● **Work instructions**
Every entry needs to be reproduced exactly.

● **Extracted records**
• • • • •
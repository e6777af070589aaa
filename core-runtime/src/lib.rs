//! # Pipeline Runtime
//!
//! Ambient infrastructure for the publishing pipeline: configuration
//! assembly with fail-fast validation, and logging initialization.
//!
//! The pipeline core never reaches for process-wide singletons; every
//! component receives its HTTP transport and token source through
//! [`PipelineConfig`](config::PipelineConfig), built here.

pub mod config;
pub mod error;
pub mod logging;

pub use config::{PipelineConfig, PipelineConfigBuilder};
pub use error::{Error, Result};
pub use logging::{init_logging, LogFormat, LoggingConfig};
• • • • •
● **Worked solution**
repository e6777af070589aaa
filename core-runtime/src/lib.rs
//! # Pipeline Runtime
//!
//! Ambient infrastructure for the publishing pipeline: configuration
//! assembly with fail-fast validation, and logging initialization.
//!
//! The pipeline core never reaches for process-wide singletons; every
//! component receives its HTTP transport and token source through
//! [`PipelineConfig`](config::PipelineConfig), built here.

pub mod config;
pub mod error;
pub mod logging;

pub use config::{PipelineConfig, PipelineConfigBuilder};
pub use error::{Error, Result};
pub use logging::{init_logging, LogFormat, LoggingConfig};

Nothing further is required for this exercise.